What this task involves
In the entries below, find each line bearing the string "than" and copy it.

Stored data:
# # # # #

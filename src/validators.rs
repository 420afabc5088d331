//! Predicates guarding the answers collected by `plugs setup`.
//!
//! The boolean functions are what the prompts loop on. The `check_*` variants
//! return a [`ValidationError`] explaining the rule, which is shown to the
//! operator before re-asking or returned as-is when the answer came from a flag.

use std::sync::LazyLock;

use alloy_primitives::Address;
use regex::Regex;
use thiserror::Error;

use crate::options::ProjectType;
use crate::registry::{ChainSlug, Registry, Token};

static ADDRESS_PATTERN: LazyLock<Regex> =
    LazyLock::new(|| Regex::new(r"^(0x)?[0-9a-fA-F]{40}$").unwrap());
static LIMIT_PATTERN: LazyLock<Regex> = LazyLock::new(|| Regex::new(r"^\d+(\.\d+)?$").unwrap());
static PROJECT_NAME_PATTERN: LazyLock<Regex> =
    LazyLock::new(|| Regex::new(r"^[A-Za-z0-9_-]+$").unwrap());
static SYMBOL_PATTERN: LazyLock<Regex> =
    LazyLock::new(|| Regex::new(r"^[A-Za-z0-9][A-Za-z0-9._-]*$").unwrap());

/// Tokens on EVM chains in practice never use more precision than this.
pub const MAX_DECIMALS: u8 = 18;

#[derive(Error, Debug, Clone, PartialEq, Eq)]
pub enum ValidationError {
    #[error("'{address}' is not a valid address.")]
    Address { address: String },

    #[error("A {project_type} project needs {rule} vault chain, {found} selected.")]
    VaultChains {
        project_type: ProjectType,
        rule: &'static str,
        found: usize,
    },

    #[error("A {project_type} project needs {rule} controller chain, {found} selected.")]
    ControllerChains {
        project_type: ProjectType,
        rule: &'static str,
        found: usize,
    },

    #[error("A {project_type} project connects {rule} token, {found} selected.")]
    Tokens {
        project_type: ProjectType,
        rule: &'static str,
        found: usize,
    },

    #[error("'{value}' is not a valid {field} for {token}. Enter a plain number.")]
    Limit {
        token: Token,
        field: &'static str,
        value: String,
    },

    #[error("'{symbol}' is not a valid token symbol: {reason}.")]
    Symbol { symbol: String, reason: &'static str },

    #[error("{decimals} decimals is more than the supported maximum of {MAX_DECIMALS}.")]
    Decimals { decimals: u8 },
}

/// True iff `address` is a well-formed EVM address. Mixed-case input must
/// carry a valid EIP-55 checksum; all-lowercase or all-uppercase input is
/// accepted as-is.
pub fn validate_address(address: &str) -> bool {
    if !ADDRESS_PATTERN.is_match(address) {
        return false;
    }
    let hex = address.strip_prefix("0x").unwrap_or(address);
    let has_lower = hex.chars().any(|c| c.is_ascii_lowercase());
    let has_upper = hex.chars().any(|c| c.is_ascii_uppercase());
    if has_lower && has_upper {
        Address::parse_checksummed(format!("0x{hex}"), None).is_ok()
    } else {
        true
    }
}

pub fn validate_vault_chains(project_type: ProjectType, chains: &[ChainSlug]) -> bool {
    match project_type {
        ProjectType::SuperBridge => !chains.is_empty(),
        ProjectType::SuperToken => chains.len() <= 1,
    }
}

pub fn validate_controller_chains(project_type: ProjectType, chains: &[ChainSlug]) -> bool {
    match project_type {
        ProjectType::SuperBridge => chains.len() == 1,
        ProjectType::SuperToken => !chains.is_empty(),
    }
}

/// No upper bound is enforced for SuperBridge projects.
pub fn validate_tokens(project_type: ProjectType, tokens: &[Token]) -> bool {
    match project_type {
        ProjectType::SuperToken => tokens.len() == 1,
        ProjectType::SuperBridge => true,
    }
}

/// Same as [`validate_vault_chains`] for an unparsed project type; unknown types are denied.
pub fn validate_vault_chains_raw(project_type: &str, chains: &[ChainSlug]) -> bool {
    project_type
        .parse::<ProjectType>()
        .is_ok_and(|project_type| validate_vault_chains(project_type, chains))
}

/// Same as [`validate_controller_chains`] for an unparsed project type; unknown types are denied.
pub fn validate_controller_chains_raw(project_type: &str, chains: &[ChainSlug]) -> bool {
    project_type
        .parse::<ProjectType>()
        .is_ok_and(|project_type| validate_controller_chains(project_type, chains))
}

/// Same as [`validate_tokens`] for an unparsed project type; only SuperToken restricts the count.
pub fn validate_tokens_raw(project_type: &str, tokens: &[Token]) -> bool {
    match project_type.parse::<ProjectType>() {
        Ok(project_type) => validate_tokens(project_type, tokens),
        Err(_) => true,
    }
}

pub fn validate_limit(value: &str) -> bool {
    LIMIT_PATTERN.is_match(value.trim())
}

pub const fn validate_decimals(decimals: u8) -> bool {
    decimals <= MAX_DECIMALS
}

/// Project names end up in file names, so they are limited to `[A-Za-z0-9_-]`.
pub fn validate_project_name(name: &str) -> bool {
    PROJECT_NAME_PATTERN.is_match(name)
}

/// A new token symbol must be usable as an enum member and not be registered yet.
pub fn validate_symbol(symbol: &str, registry: &Registry) -> bool {
    check_symbol(symbol).is_ok() && !registry.contains_token(symbol)
}

pub fn check_address(address: &str) -> Result<(), ValidationError> {
    if validate_address(address) {
        Ok(())
    } else {
        Err(ValidationError::Address {
            address: address.to_string(),
        })
    }
}

pub fn check_vault_chains(
    project_type: ProjectType,
    chains: &[ChainSlug],
) -> Result<(), ValidationError> {
    if validate_vault_chains(project_type, chains) {
        return Ok(());
    }
    let rule = match project_type {
        ProjectType::SuperBridge => "at least one",
        ProjectType::SuperToken => "at most one",
    };
    Err(ValidationError::VaultChains {
        project_type,
        rule,
        found: chains.len(),
    })
}

pub fn check_controller_chains(
    project_type: ProjectType,
    chains: &[ChainSlug],
) -> Result<(), ValidationError> {
    if validate_controller_chains(project_type, chains) {
        return Ok(());
    }
    let rule = match project_type {
        ProjectType::SuperBridge => "exactly one",
        ProjectType::SuperToken => "at least one",
    };
    Err(ValidationError::ControllerChains {
        project_type,
        rule,
        found: chains.len(),
    })
}

pub fn check_tokens(project_type: ProjectType, tokens: &[Token]) -> Result<(), ValidationError> {
    if validate_tokens(project_type, tokens) {
        Ok(())
    } else {
        Err(ValidationError::Tokens {
            project_type,
            rule: "exactly one",
            found: tokens.len(),
        })
    }
}

pub fn check_limit(token: &Token, field: &'static str, value: &str) -> Result<(), ValidationError> {
    if validate_limit(value) {
        Ok(())
    } else {
        Err(ValidationError::Limit {
            token: token.clone(),
            field,
            value: value.to_string(),
        })
    }
}

pub fn check_symbol(symbol: &str) -> Result<(), ValidationError> {
    if SYMBOL_PATTERN.is_match(symbol) {
        Ok(())
    } else {
        Err(ValidationError::Symbol {
            symbol: symbol.to_string(),
            reason: "use letters, digits, '.', '_' or '-'",
        })
    }
}

pub const fn check_decimals(decimals: u8) -> Result<(), ValidationError> {
    if validate_decimals(decimals) {
        Ok(())
    } else {
        Err(ValidationError::Decimals { decimals })
    }
}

# # # # #

Solution
/// Tokens on EVM chains in practice never use more precision than this.
    #[error("{decimals} decimals is more than the supported maximum of {MAX_DECIMALS}.")]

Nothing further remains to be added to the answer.